Thread: Why hash OIDs?

Why hash OIDs?

From
Thomas Munro
Date:
Hello,

I'm curious about something which may qualify as a stupid question.

What bad thing would happen if we used OIDs directly as hash values in
internal hash tables (that is, instead of uint32_hash() we'd use
uint32_identity(), or somehow optimise it away entirely, as you can
see in some C++ standard libraries for eg std::hash<int>)?  From what
I know of this subject, the main risk is that, in general, the
distribution of integer keys stored in a hash table might
*accidentally* happen to have regular gaps with a stride that shares a
common factor with the number of buckets leading to an unbalanced hash
table (memory addresses are an example because they tend to have a
stride corresponding to hardware alignment rules, as are some
distributed sequence generation tricks), whereas it probably takes a
non-accidental attack to get higher collision rates with a decent hash
function.  A good hash function would defend against that kind of
thing (but cost cycles to compute), and alternatively a prime number
of buckets would defend against it (but cost more cycles to %).
However, as far as I can see OIDs are expected to have an even
distribution (or at least we don't expect regular sized gaps), so the
hazard doesn't seem to apply.

One problem could be that, although collisions are not expected with
high probability when the hash table is big enough, when they do
occur, hash tables using linear probing-based collision strategies
(simplehash, but not dynahash) probably work less well if the chance
of non-empty buckets having non-empty neighbours (AKA clustering)
increases.  I'm not sure whether to consider OIDs to be clustered in
general or not (though obviously the ones created by initdb are).

-- 
Thomas Munro
http://www.enterprisedb.com


Re: Why hash OIDs?

From
Andres Freund
Date:
On 2018-08-28 13:50:43 +1200, Thomas Munro wrote:
> I'm curious about something which may qualify as a stupid question.
> 
> What bad thing would happen if we used OIDs directly as hash values in
> internal hash tables (that is, instead of uint32_hash() we'd use
> uint32_identity(), or somehow optimise it away entirely, as you can
> see in some C++ standard libraries for eg std::hash<int>)?

Oids are very much not equally distributed, so in all likelihood you'd
get cases very you currently have a reasonably well averaged out usage
of the hashtable, not be that anymore.

It's also fairly cheap to hash an oid.


> However, as far as I can see OIDs are expected to have an even
> distribution (or at least we don't expect regular sized gaps), so the
> hazard doesn't seem to apply.

Huh?

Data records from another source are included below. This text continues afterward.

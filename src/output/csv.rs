//! CSV output formatting for subnet data.

use super::terminal::format_field;
use crate::models::Subnet;

const CSV_HEADER: &str = r#""cnt","cidr","netmask","range","usable_ips","hosts","joinable","description","color""#;

/// Format one subnet as a CSV row.
pub fn format_csv_row(j: usize, s: &Subnet) -> String {
    format!(
        r#"{j},{cidr},{netmask},{range},{usable},{hosts},{joinable},{description},{color}"#,
        j = format_field(j, 5),
        cidr = format_field(s.cidr, 20),
        netmask = format_field(&s.netmask, 17),
        range = format_field(&s.range, 33),
        usable = format_field(&s.usable_ips, 33),
        hosts = format_field(s.hosts, 12),
        joinable = format_field(s.is_joinable, 7),
        description = escape_csv_field(s.description()),
        color = escape_csv_field(s.color()),
    )
}

/// Quote a free text field when it holds a comma or a double quote.
fn escape_csv_field(input: &str) -> String {
    if input.contains(',') || input.contains('"') {
        format!("\"{}\"", input.replace('"', "\"\""))
    } else {
        format!("\"{input}\"")
    }
}

/// Header plus one row per subnet.
pub fn subnet_csv(subnets: &[Subnet]) -> Vec<String> {
    let mut lines = Vec::with_capacity(subnets.len() + 1);
    lines.push(CSV_HEADER.to_string());
    lines.extend(
        subnets
            .iter()
            .enumerate()
            .map(|(i, s)| format_csv_row(i + 1, s)),
    );
    lines
}

/// Print subnet data as CSV to stdout.
pub fn subnet_print(subnets: &[Subnet]) {
    log::info!("#Start subnet_print() count={}", subnets.len());
    for line in subnet_csv(subnets) {
        println!("{line}");
    }
}

#[cfg(test)]
mod tests {
    use super::*;
    use crate::models::SubnetRecord;

    #[test]
    fn test_format_csv_row() {
        let s = Subnet::from_record(&SubnetRecord {
            cidr: "10.0.0.0/30".to_string(),
            description: Some("p2p, uplink".to_string()),
            color: None,
        })
        .unwrap();
        let row = format_csv_row(1, &s);
        assert!(row.starts_with(r#"  "1","#));
        assert!(row.contains(r#""10.0.0.0/30""#));
        assert!(row.contains(r#""255.255.255.252""#));
        assert!(row.contains(r#""10.0.0.1 - 10.0.0.2""#));
        assert!(row.ends_with(r#""p2p, uplink","""#));
    }

    #[test]
    fn test_escape_csv_field() {
        assert_eq!(escape_csv_field("plain"), "\"plain\"");
        assert_eq!(escape_csv_field("say \"hi\""), "\"say \"\"hi\"\"\"");
    }

    #[test]
    fn test_subnet_csv_has_header() {
        let lines = subnet_csv(&[Subnet::parse("10.0.0.0/24").unwrap()]);
        assert_eq!(lines.len(), 2);
        assert_eq!(lines[0], CSV_HEADER);
    }
}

Oids between, say, 1 and FirstNormalObjectId, are vastly more
common than the rest. And even after that, individual tables get large
clusters of sequential values to the global oid counter.


Greetings,

Andres Freund


Re: Why hash OIDs?

From
Tom Lane
Date:
Andres Freund <andres@anarazel.de> writes:
> On 2018-08-28 13:50:43 +1200, Thomas Munro wrote:
>> What bad thing would happen if we used OIDs directly as hash values in
>> internal hash tables (that is, instead of uint32_hash() we'd use
>> uint32_identity(), or somehow optimise it away entirely, as you can
>> see in some C++ standard libraries for eg std::hash<int>)?

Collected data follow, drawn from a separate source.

//! log4rs initialisation.

use log::LevelFilter;
use log4rs::append::console::{ConsoleAppender, Target};
use log4rs::config::{Appender, Config, Root};
use log4rs::encode::pattern::PatternEncoder;
use std::error::Error;
use std::path::Path;

/// Initialise logging from a log4rs YAML file, or a stderr logger at `warn`
/// when the file does not exist.
pub fn init_logging(log_config: &Path) -> Result<(), Box<dyn Error>> {
    if log_config.exists() {
        log4rs::init_file(log_config, Default::default())?;
        log::debug!("log4rs initialised from {}", log_config.display());
        return Ok(());
    }

    let stderr = ConsoleAppender::builder()
        .target(Target::Stderr)
        .encoder(Box::new(PatternEncoder::new("{d(%H:%M:%S)} {h({l})} {t} - {m}{n}")))
        .build();
    let config = Config::builder()
        .appender(Appender::builder().build("stderr", Box::new(stderr)))
        .build(Root::builder().appender("stderr").build(LevelFilter::Warn))?;
    log4rs::init_config(config)?;
    log::debug!("log4rs config {} not found, using stderr", log_config.display());
    Ok(())
}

> Oids are very much not equally distributed, so in all likelihood you'd
> get cases very you currently have a reasonably well averaged out usage
> of the hashtable, not be that anymore.

Right.  In particular, most of our hash usages assume that all bits of
the hash value are equally "random", so that we can just mask off the
lowest N bits of the hash and not get values that are biased towards
particular hash buckets.  It's unlikely that raw OIDs would have that
property.

            regards, tom lane


Re: Why hash OIDs?

From
Thomas Munro
Date:
On Tue, Aug 28, 2018 at 2:26 PM Tom Lane <tgl@sss.pgh.pa.us> wrote:
> Andres Freund <andres@anarazel.de> writes:
> > On 2018-08-28 13:50:43 +1200, Thomas Munro wrote:
> >> What bad thing would happen if we used OIDs directly as hash values in
> >> internal hash tables (that is, instead of uint32_hash() we'd use
> >> uint32_identity(), or somehow optimise it away entirely, as you can
> >> see in some C++ standard libraries for eg std::hash<int>)?
>
> > Oids are very much not equally distributed, so in all likelihood you'd
> > get cases very you currently have a reasonably well averaged out usage
> > of the hashtable, not be that anymore.
>
> Right.  In particular, most of our hash usages assume that all bits of
> the hash value are equally "random", so that we can just mask off the
> lowest N bits of the hash and not get values that are biased towards
> particular hash buckets.  It's unlikely that raw OIDs would have that
> property.

Yeah, it would be a terrible idea as a general hash function for use
in contexts where the "avalanche effect" assumption is made about
information being spread out over the bits (the HJ batching code
wouldn't work for example).  I was wondering specifically about the
limited case of hash tables that are used to look things up in caches.

-- 
Thomas Munro
http://www.enterprisedb.com


Re: Why hash OIDs?

From
Andres Freund
Date:
On 2018-08-28 14:45:49 +1200, Thomas Munro wrote:
> On Tue, Aug 28, 2018 at 2:26 PM Tom Lane <tgl@sss.pgh.pa.us> wrote:
> > Andres Freund <andres@anarazel.de> writes:
> > > On 2018-08-28 13:50:43 +1200, Thomas Munro wrote:
> > >> What bad thing would happen if we used OIDs directly as hash values in
> > >> internal hash tables (that is, instead of uint32_hash() we'd use
> > >> uint32_identity(), or somehow optimise it away entirely, as you can
> > >> see in some C++ standard libraries for eg std::hash<int>)?
> >
> > > Oids are very much not equally distributed, so in all likelihood you'd
> > > get cases very you currently have a reasonably well averaged out usage
> > > of the hashtable, not be that anymore.
> >
> > Right.  In particular, most of our hash usages assume that all bits of
> > the hash value are equally "random", so that we can just mask off the
> > lowest N bits of the hash and not get values that are biased towards
> > particular hash buckets.  It's unlikely that raw OIDs would have that
> > property.
> 
> Yeah, it would be a terrible idea as a general hash function for use
> in contexts where the "avalanche effect" assumption is made about
> information being spread out over the bits (the HJ batching code
> wouldn't work for example).  I was wondering specifically about the
> limited case of hash tables that are used to look things up in caches.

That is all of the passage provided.